Management Strategy

Pengusaha Batik Mulai Kurangi Jam Kerja, Ini Alasannya

Oleh Admin
Pengusaha Batik Mulai Kurangi Jam Kerja, Ini Alasannya

Para pengusaha batik tradisional yang ada di Kota Solo memilih mengurangi jam kerja untuk mengurangi ongkos produksi. Selain terkena dampak dari tingginya nilai tukar dolar Amerika Serikat, mereka juga menghadapi masalah menurunnya volume penjualan sejak beberapa bulan terakhir.

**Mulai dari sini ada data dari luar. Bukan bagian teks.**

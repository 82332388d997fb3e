//! Turn Controller
//!
//! Arbitrates the microphone and the speaker of one screen session. At most
//! one of them is active: the recognizer captures only while `Listening`, the
//! synthesizer speaks only while `Speaking`. Speech requests made while
//! speaking are queued and played in order.
//!
//! The controller is driven from a single task; it never blocks and never
//! waits for a callback. Synthesizer completion re-enters through
//! [`TurnController::on_synthesizer_event`].

use crate::asr::{Recognizer, RecognizerEvent};
use crate::core::Utterance;
use crate::error::VoiceError;
use crate::tts::{Synthesizer, SynthesizerEvent, UtteranceId};
use std::collections::VecDeque;
use std::fmt;
use tracing::{debug, info, warn};

#[derive(Debug, Clone, Copy, PartialEq, Eq)]
pub enum TurnState {
    Idle,
    Listening,
    Speaking,
    Suspended,
}

impl fmt::Display for TurnState {
    fn fmt(&self, f: &mut fmt::Formatter<'_>) -> fmt::Result {
        let name = match self {
            TurnState::Idle => "idle",
            TurnState::Listening => "listening",
            TurnState::Speaking => "speaking",
            TurnState::Suspended => "suspended",
        };
        f.write_str(name)
    }
}

/// Why something is being said
#[derive(Debug, Clone, Copy, PartialEq, Eq)]
pub enum SpeechKind {
    Welcome,
    Apology,
    Confirmation,
    Result,
    Prompt,
}

/// What happens once an utterance has been spoken
#[derive(Debug, Clone, Copy, PartialEq, Eq, Default)]
pub enum AfterSpeech {
    /// Carry on: next queued speech, or listen if the mic is enabled
    #[default]
    Resume,
    /// Hand control back to the user: disable the mic
    Release,
}

/// One queued or in-flight utterance
#[derive(Debug, Clone, PartialEq, Eq)]
pub struct PendingSpeech {
    pub id: UtteranceId,
    pub text: String,
    pub kind: SpeechKind,
    pub after: AfterSpeech,
}

pub struct TurnController {
    state: TurnState,
    mic_enabled: bool,
    recognizer: Option<Box<dyn Recognizer>>,
    synthesizer: Option<Box<dyn Synthesizer>>,
    hints: Vec<String>,
    current: Option<PendingSpeech>,
    pending: VecDeque<PendingSpeech>,
    next_id: u64,
    apology: String,
}

impl fmt::Debug for TurnController {
    fn fmt(&self, f: &mut fmt::Formatter<'_>) -> fmt::Result {
        f.debug_struct("TurnController")
            .field("state", &self.state)
            .field("mic_enabled", &self.mic_enabled)
            .field("current", &self.current)
            .field("pending", &self.pending.len())
            .finish()
    }
}

impl TurnController {
    pub fn new(
        recognizer: Box<dyn Recognizer>,
        synthesizer: Box<dyn Synthesizer>,
        hints: Vec<String>,
        apology: impl Into<String>,
    ) -> Self {
        Self {
            state: TurnState::Idle,
            mic_enabled: false,
            recognizer: Some(recognizer),
            synthesizer: Some(synthesizer),
            hints,
            current: None,
            pending: VecDeque::new(),
            next_id: 0,
            apology: apology.into(),
        }
    }

    pub fn state(&self) -> TurnState {
        self.state
    }

    pub fn mic_enabled(&self) -> bool {
        self.mic_enabled
    }

    /// Utterance currently being spoken
    pub fn current_speech(&self) -> Option<&PendingSpeech> {
        self.current.as_ref()
    }

    /// Utterances waiting behind the current one
    pub fn pending_speech(&self) -> impl Iterator<Item = &PendingSpeech> {
        self.pending.iter()
    }

    /// Open the microphone; takes effect after any current speech
    pub fn enable_mic(&mut self) {
        self.mic_enabled = true;
        match self.state {
            TurnState::Idle => self.start_listening(),
            TurnState::Speaking => debug!("🎙️ Mic enabled, listening after current speech"),
            TurnState::Listening | TurnState::Suspended => {}
        }
    }

    /// Close the microphone and drop queued speech. Current speech finishes.
    pub fn disable_mic(&mut self) {
        self.mic_enabled = false;
        if !self.pending.is_empty() {
            debug!("Dropping {} queued utterance(s)", self.pending.len());
            self.pending.clear();
        }
        if self.state == TurnState::Listening {
            self.stop_recognizer();
            self.state = TurnState::Idle;
        }
        info!("🔇 Microphone disabled ({})", self.state);
    }

    pub fn speak(&mut self, text: impl Into<String>, kind: SpeechKind) -> Option<UtteranceId> {
        self.speak_then(text, kind, AfterSpeech::Resume)
    }

    /// Queue speech with a follow-up. Returns `None` when the request is dropped.
    pub fn speak_then(
        &mut self,
        text: impl Into<String>,
        kind: SpeechKind,
        after: AfterSpeech,
    ) -> Option<UtteranceId> {
        let text = text.into();
        if self.state == TurnState::Suspended {
            warn!("Session suspended, not speaking: '{}'", text);
            return None;
        }
        if text.trim().is_empty() {
            debug!("Ignoring empty speech request");
            return None;
        }

        self.next_id += 1;
        let id = UtteranceId(self.next_id);
        self.pending.push_back(PendingSpeech {
            id,
            text,
            kind,
            after,
        });

        if self.state != TurnState::Speaking {
            if self.state == TurnState::Listening {
                self.stop_recognizer();
            }
            self.advance();
        }
        Some(id)
    }

    /// Feed a recognizer callback. Returns the utterance to classify, if any.
    pub fn on_recognizer_event(&mut self, event: RecognizerEvent) -> Option<Utterance> {
        match event {
            RecognizerEvent::Ready => debug!("🎙️ Recognizer ready"),
            RecognizerEvent::SpeechBegin => debug!("🎙️ Speech started"),
            RecognizerEvent::SpeechEnd => debug!("🎙️ Speech ended"),
            RecognizerEvent::Result(text) => {
                if self.state != TurnState::Listening {
                    debug!("Stale recognition result while {}: '{}'", self.state, text);
                    return None;
                }
                self.stop_recognizer();
                self.state = TurnState::Idle;
                info!("🗣️ Heard: '{}'", text);
                return Some(Utterance::new(&text));
            }
            RecognizerEvent::Error(kind) => {
                if self.state != TurnState::Listening {
                    debug!("Stale recognizer error while {}: {}", self.state, kind);
                    return None;
                }
                self.stop_recognizer();
                self.state = TurnState::Idle;
                if kind.is_recoverable() {
                    debug!("Recognition failed ({}), apologising", kind);
                    let apology = self.apology.clone();
                    self.speak(apology, SpeechKind::Apology);
                } else {
                    warn!("⚠️ {}", VoiceError::RecognitionOther(kind.to_string()));
                }
            }
        }
        None
    }

    /// Called once an utterance has been handled. Resumes listening when
    /// nothing was spoken in response.
    pub fn finish_turn(&mut self) {
        if self.state == TurnState::Idle && self.mic_enabled {
            self.start_listening();
        }
    }

    /// Feed a synthesizer callback
    pub fn on_synthesizer_event(&mut self, event: SynthesizerEvent) {
        let (id, failed) = match event {
            SynthesizerEvent::Started(id) => {
                debug!("🔊 Speaking {}", id);
                return;
            }
            SynthesizerEvent::Done(id) => (id, false),
            SynthesizerEvent::Error(id) => (id, true),
        };

        if self.current.as_ref().map(|s| s.id) != Some(id) {
            debug!("Ignoring stale completion for {}", id);
            return;
        }
        if failed {
            warn!("⚠️ {}", VoiceError::Synthesis(format!("{} was not spoken", id)));
        }
        self.complete();
    }

    /// Finish the current utterance and move on
    fn complete(&mut self) {
        if let Some(done) = self.current.take() {
            debug!("Finished {:?} speech {}", done.kind, done.id);
            self.follow_up(done.after);
        }
        self.advance();
    }

    fn follow_up(&mut self, after: AfterSpeech) {
        if after == AfterSpeech::Release {
            info!("Releasing voice control");
            self.mic_enabled = false;
            self.pending.clear();
        }
    }

    /// Start the next queued utterance, or settle into listening/idle
    fn advance(&mut self) {
        while let Some(next) = self.pending.pop_front() {
            let started = match self.synthesizer.as_mut() {
                Some(synth) => synth.speak(&next.text, next.id),
                None => Err(anyhow::anyhow!("no synthesizer bound")),
            };
            match started {
                Ok(()) => {
                    debug!("🔊 {} ({:?}): '{}'", next.id, next.kind, next.text);
                    self.state = TurnState::Speaking;
                    self.current = Some(next);
                    return;
                }
                Err(e) => {
                    // Treated as spoken so the queue keeps moving
                    warn!("⚠️ Synthesis error on {}: {}", next.id, e);
                    self.follow_up(next.after);
                }
            }
        }

        self.current = None;
        if self.mic_enabled {
            self.start_listening();
        } else {
            self.state = TurnState::Idle;
        }
    }

    /// Stop speech at once, drop the queue and go back to listening
    pub fn cancel(&mut self) {
        if self.state == TurnState::Suspended {
            return;
        }
        self.pending.clear();
        if self.current.take().is_some() {
            if let Some(synth) = self.synthesizer.as_mut() {
                synth.stop();
            }
        }
        info!("⏹️ Cancelled");
        if self.state != TurnState::Listening {
            self.advance();
        }
    }

    /// Screen paused: stop and release both handles
    pub fn suspend(&mut self) {
        if self.state == TurnState::Suspended {
            return;
        }
        self.release_handles();
        self.state = TurnState::Suspended;
        info!("⏸️ Voice session suspended");
    }

    /// Screen resumed with fresh handles
    pub fn resume(
        &mut self,
        mut recognizer: Box<dyn Recognizer>,
        mut synthesizer: Box<dyn Synthesizer>,
    ) {
        if self.state != TurnState::Suspended {
            debug!("Resume while {}, ignoring", self.state);
            recognizer.destroy();
            synthesizer.shutdown();
            return;
        }
        self.recognizer = Some(recognizer);
        self.synthesizer = Some(synthesizer);
        self.state = TurnState::Idle;
        info!("▶️ Voice session resumed");
    }

    /// Screen exit: stop and destroy both handles
    pub fn shutdown(&mut self) {
        self.release_handles();
        self.mic_enabled = false;
        self.state = TurnState::Idle;
    }

    fn release_handles(&mut self) {
        self.pending.clear();
        self.current = None;
        if let Some(mut recognizer) = self.recognizer.take() {
            recognizer.stop();
            recognizer.destroy();
        }
        if let Some(mut synth) = self.synthesizer.take() {
            synth.stop();
            synth.shutdown();
        }
    }

    fn start_listening(&mut self) {
        let Some(recognizer) = self.recognizer.as_mut() else {
            self.state = TurnState::Idle;
            return;
        };
        match recognizer.start(&self.hints) {
            Ok(()) => {
                debug!("🎙️ Listening on {}", recognizer.name());
                self.state = TurnState::Listening;
            }
            Err(e) => {
                warn!("⚠️ Could not start recognizer: {}", e);
                self.state = TurnState::Idle;
            }
        }
    }

    fn stop_recognizer(&mut self) {
        if let Some(recognizer) = self.recognizer.as_mut() {
            recognizer.stop();
        }
    }

    /// Handles agree with the state: capturing iff listening, speaking iff speaking
    pub fn handles_consistent(&self) -> bool {
        let capturing = self
            .recognizer
            .as_ref()
            .map(|r| r.is_capturing())
            .unwrap_or(false);
        let speaking = self
            .synthesizer
            .as_ref()
            .map(|s| s.is_speaking())
            .unwrap_or(false);
        capturing == (self.state == TurnState::Listening)
            && speaking == (self.state == TurnState::Speaking)
            && !(capturing && speaking)
    }
}
//! Command Grammar
//!
//! A prioritized table of (matcher, extractor, builder) rules shared by every
//! screen. Each screen activates its own subset.

use crate::commands::{Command, DetectionMode, DetectionRequest, Field, NavOption, Screen};
use crate::core::text_normalizer::{normalize_argument, strip_through_last, ArgumentStyle};
use lazy_static::lazy_static;
use regex::Regex;

/// Evaluation tiers, lowest first
#[derive(Debug, Clone, Copy, PartialEq, Eq, PartialOrd, Ord)]
pub enum Priority {
    /// Turn and session control: cancel, mic toggles, log out
    Control = 0,
    /// Moving between screens
    Navigation = 1,
    /// Commands carrying a free-text argument
    Parametric = 2,
    /// Mode, option and action keywords
    Setting = 3,
}

/// Decides whether a rule applies to an utterance
#[derive(Debug)]
pub enum Matcher {
    /// Any of these phrases appears as whole words
    Phrases(&'static [&'static str]),
    /// Regular expression over the whole utterance
    Pattern(Regex),
}

impl Matcher {
    pub fn matches(&self, text: &str) -> bool {
        match self {
            Matcher::Phrases(phrases) => phrases.iter().any(|p| contains_phrase(text, p)),
            Matcher::Pattern(re) => re.is_match(text),
        }
    }
}

/// Produces the command once a rule matched
pub enum Builder {
    /// Literal command
    Fixed(Command),
    /// Strip a prefix phrase, clean the remainder, wrap it
    Argument {
        prefixes: &'static [&'static str],
        style: ArgumentStyle,
        build: fn(String) -> Command,
    },
    /// Rule-specific extraction
    Extract(fn(&str) -> Option<Command>),
}
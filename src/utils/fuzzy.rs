//! Fuzzy matching utilities
//!
//! Suggests detectable object names close to a misheard one.

use strsim::normalized_levenshtein;

/// Candidate with its similarity score
#[derive(Debug, Clone)]
struct FuzzyMatch {
    value: String,
    score: f64,
}

/// Suggestions for an unknown object name
///
/// Candidates sharing the first three letters always qualify; anything else
/// must score at least `cutoff`. Ordered by similarity.
pub fn suggest(name: &str, candidates: &[String], n: usize, cutoff: f64) -> Vec<String> {
    let name = name.to_lowercase();
    let prefix: String = name.chars().take(3).collect();

    let mut scored: Vec<FuzzyMatch> = candidates
        .iter()
        .filter_map(|candidate| {
            let lower = candidate.to_lowercase();
            let score = normalized_levenshtein(&name, &lower);
            let shares_prefix = !prefix.is_empty() && lower.starts_with(&prefix);
            (shares_prefix || score >= cutoff).then(|| FuzzyMatch {
                value: candidate.clone(),
                score,
            })
        })
        .collect();

    scored.sort_by(|a, b| {
        b.score
            .partial_cmp(&a.score)
            .unwrap_or(std::cmp::Ordering::Equal)
    });
    scored.truncate(n);
    scored.into_iter().map(|m| m.value).collect()
}
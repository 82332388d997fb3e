//! ASR (Automatic Speech Recognition) Module
//!
//! The recognizer seam used by a screen session. Platform recognizers are
//! single-use: a fresh handle is created for every session through a
//! [`RecognizerFactory`], and results are reported asynchronously as
//! [`RecognizerEvent`]s on the session's event queue.

pub mod console;

use crate::session::EventSender;
use anyhow::Result;
use std::fmt;

pub use console::{ConsoleInput, ConsoleRecognizer};

/// Why a recognition attempt ended without a transcript
#[derive(Debug, Clone, PartialEq, Eq)]
pub enum RecognitionErrorKind {
    /// Speech heard but nothing matched
    NoMatch,
    /// Nothing heard before the recognizer gave up
    SpeechTimeout,
    /// Anything else (busy, audio, network, client)
    Other(String),
}

impl RecognitionErrorKind {
    /// NoMatch and timeout are recovered with an apology and a re-listen
    pub fn is_recoverable(&self) -> bool {
        matches!(
            self,
            RecognitionErrorKind::NoMatch | RecognitionErrorKind::SpeechTimeout
        )
    }
}

impl fmt::Display for RecognitionErrorKind {
    fn fmt(&self, f: &mut fmt::Formatter<'_>) -> fmt::Result {
        match self {
            RecognitionErrorKind::NoMatch => f.write_str("no match"),
            RecognitionErrorKind::SpeechTimeout => f.write_str("speech timeout"),
            RecognitionErrorKind::Other(reason) => write!(f, "{}", reason),
        }
    }
}

/// Callbacks emitted by a recognizer
#[derive(Debug, Clone, PartialEq, Eq)]
pub enum RecognizerEvent {
    Ready,
    SpeechBegin,
    SpeechEnd,
    Result(String),
    Error(RecognitionErrorKind),
}

/// Trait for speech recognizers
pub trait Recognizer: Send {
    /// Begin capturing audio, biased towards the given phrases
    fn start(&mut self, hints: &[String]) -> Result<()>;

    /// Stop capturing; a no-op when idle
    fn stop(&mut self);

    /// Release the handle. It cannot be started again.
    fn destroy(&mut self);

    /// Whether the microphone is currently being captured
    fn is_capturing(&self) -> bool;

    /// Get the engine name
    fn name(&self) -> &str;
}

/// Creates fresh recognizer handles bound to a session's event queue
pub trait RecognizerFactory: Send + Sync {
    fn create(&self, events: EventSender) -> Result<Box<dyn Recognizer>>;
}
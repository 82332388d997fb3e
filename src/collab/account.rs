//! Local account backend
//!
//! Records registration details in the profile store and keeps an audit
//! trail of account changes.

use super::{Account, ProfileStore, RegistrationForm, UserProfile};
use crate::audit;
use crate::error::{VoiceError, VoiceResult};
use async_trait::async_trait;
use std::path::PathBuf;
use std::sync::Arc;
use tracing::{info, warn};

pub struct LocalAccount {
    profile: Arc<dyn ProfileStore>,
    audit_log: Option<PathBuf>,
}

impl LocalAccount {
    pub fn new(profile: Arc<dyn ProfileStore>) -> Self {
        Self {
            profile,
            audit_log: None,
        }
    }

    /// Append account changes to this file
    pub fn with_audit_log(mut self, path: PathBuf) -> Self {
        self.audit_log = Some(path);
        self
    }

    fn audit(&self, entry: &str) {
        if let Some(path) = &self.audit_log {
            if let Err(e) = audit::log(path, entry) {
                warn!("⚠️ Failed to write audit log: {}", e);
            }
        }
    }
}

#[async_trait]
impl Account for LocalAccount {
    async fn register(&self, form: &RegistrationForm) -> VoiceResult<()> {
        if !form.email.contains('@') {
            return Err(VoiceError::collaborator(
                "account",
                format!("'{}' is not a valid email address", form.email),
            ));
        }
        if form.password.chars().count() < 6 {
            return Err(VoiceError::collaborator(
                "account",
                "password must be at least 6 characters",
            ));
        }

        self.profile.update(&mut |p: &mut UserProfile| {
            p.fullname = form.full_name.clone();
            p.email = form.email.clone();
            p.emergency_email = form.emergency_email.clone();
            p.signed_in = true;
        })?;
        info!("👤 Registered {}", form.email);
        self.audit(&format!("REGISTER {}", form.email));
        Ok(())
    }

    async fn log_out(&self) -> VoiceResult<()> {
        let profile = self.profile.update(&mut |p: &mut UserProfile| p.signed_in = false)?;
        info!("👋 Logged out {}", profile.email);
        self.audit(&format!("LOG_OUT {}", profile.email));
        Ok(())
    }
}

#[cfg(test)]
mod tests {
    use super::*;
    use crate::collab::JsonProfileStore;

    fn form() -> RegistrationForm {
        RegistrationForm {
            full_name: "jane doe".into(),
            email: "jane@mail.com".into(),
            password: "secret1".into(),
            emergency_email: "mum@mail.com".into(),
        }
    }

    #[tokio::test]
    async fn test_register_then_log_out() {
        let dir = tempfile::tempdir().unwrap();
        let store = Arc::new(JsonProfileStore::new(dir.path().join("profile.json")));
        let audit_path = dir.path().join("audit.log");
        let account = LocalAccount::new(store.clone()).with_audit_log(audit_path.clone());

        account.register(&form()).await.unwrap();
        let profile = store.load().unwrap();
        assert!(profile.signed_in);
        assert_eq!(profile.emergency_email, "mum@mail.com");

        account.log_out().await.unwrap();
        assert!(!store.load().unwrap().signed_in);

        let audit = std::fs::read_to_string(audit_path).unwrap();
        assert!(audit.contains("REGISTER jane@mail.com"));
        assert!(audit.contains("LOG_OUT jane@mail.com"));
    }

    #[tokio::test]
    async fn test_register_rejects_bad_email() {
        let dir = tempfile::tempdir().unwrap();
        let store = Arc::new(JsonProfileStore::new(dir.path().join("profile.json")));
        let account = LocalAccount::new(store);
        let mut bad = form();
        bad.email = "janemail.com".into();
        assert!(matches!(
            account.register(&bad).await,
            Err(VoiceError::Collaborator { .. })
        ));
    }
}
//! External collaborators
//!
//! Everything the voice layer drives but does not own: screen navigation,
//! the detection engine, profile persistence and the account backend.

pub mod account;
pub mod detection;
pub mod navigation;
pub mod profile;

use crate::commands::{DetectionMode, DetectionRequest, Screen};
use crate::error::VoiceResult;
use async_trait::async_trait;

pub use account::LocalAccount;
pub use detection::CatalogDetector;
pub use navigation::ChannelNavigator;
pub use profile::{JsonProfileStore, UserProfile};

/// Moves the application to another screen. Fire-and-forget.
pub trait Navigator: Send + Sync {
    fn navigate(&self, screen: Screen);
}

/// The object detection / segmentation / OCR engine
#[async_trait]
pub trait Detector: Send + Sync {
    /// Object names the engine can find in this mode
    fn catalog(&self, mode: DetectionMode) -> Vec<String>;

    /// Whether the mode can be used right now
    fn is_available(&self, mode: DetectionMode) -> bool;

    /// Run one detection and describe the outcome in a sentence
    async fn detect(&self, request: &DetectionRequest, mode: DetectionMode) -> VoiceResult<String>;
}

/// Persistent user profile
pub trait ProfileStore: Send + Sync {
    fn load(&self) -> VoiceResult<UserProfile>;

    fn store(&self, profile: &UserProfile) -> VoiceResult<()>;

    /// Read-modify-write of the stored profile
    fn update(&self, change: &mut dyn FnMut(&mut UserProfile)) -> VoiceResult<UserProfile> {
        let mut profile = self.load()?;
        change(&mut profile);
        self.store(&profile)?;
        Ok(profile)
    }
}

/// Details collected by the registration screen
#[derive(Debug, Clone, Default, PartialEq, Eq)]
pub struct RegistrationForm {
    pub full_name: String,
    pub email: String,
    pub password: String,
    pub emergency_email: String,
}

/// Authentication backend
#[async_trait]
pub trait Account: Send + Sync {
    async fn register(&self, form: &RegistrationForm) -> VoiceResult<()>;

    async fn log_out(&self) -> VoiceResult<()>;
}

Sekretaris Forum Pengembangan Kampung Batik Laweyan, Gunawan Muhammad Nizar, mengatakan penurunan omzet mulai terasa sejak awal tahun lalu. “Sejak munculnya aturan pegawai negeri dilarang rapat di hotel,” kata Nizar, Kamis, 17 September 2015. Namun, sepinya pembeli masih terus terjadi meski aturan tersebut sudah dicabut.

Belum lagi pulih, para perajin batik kembali dihajar oleh tingginya nilai tukar dolar AS atas rupiah. Kondisi itu membuat ongkos produksi para perajin membengkak. “Zat kimia yang digunakan dalam proses membatik merupakan barang impor,” kata Nizar.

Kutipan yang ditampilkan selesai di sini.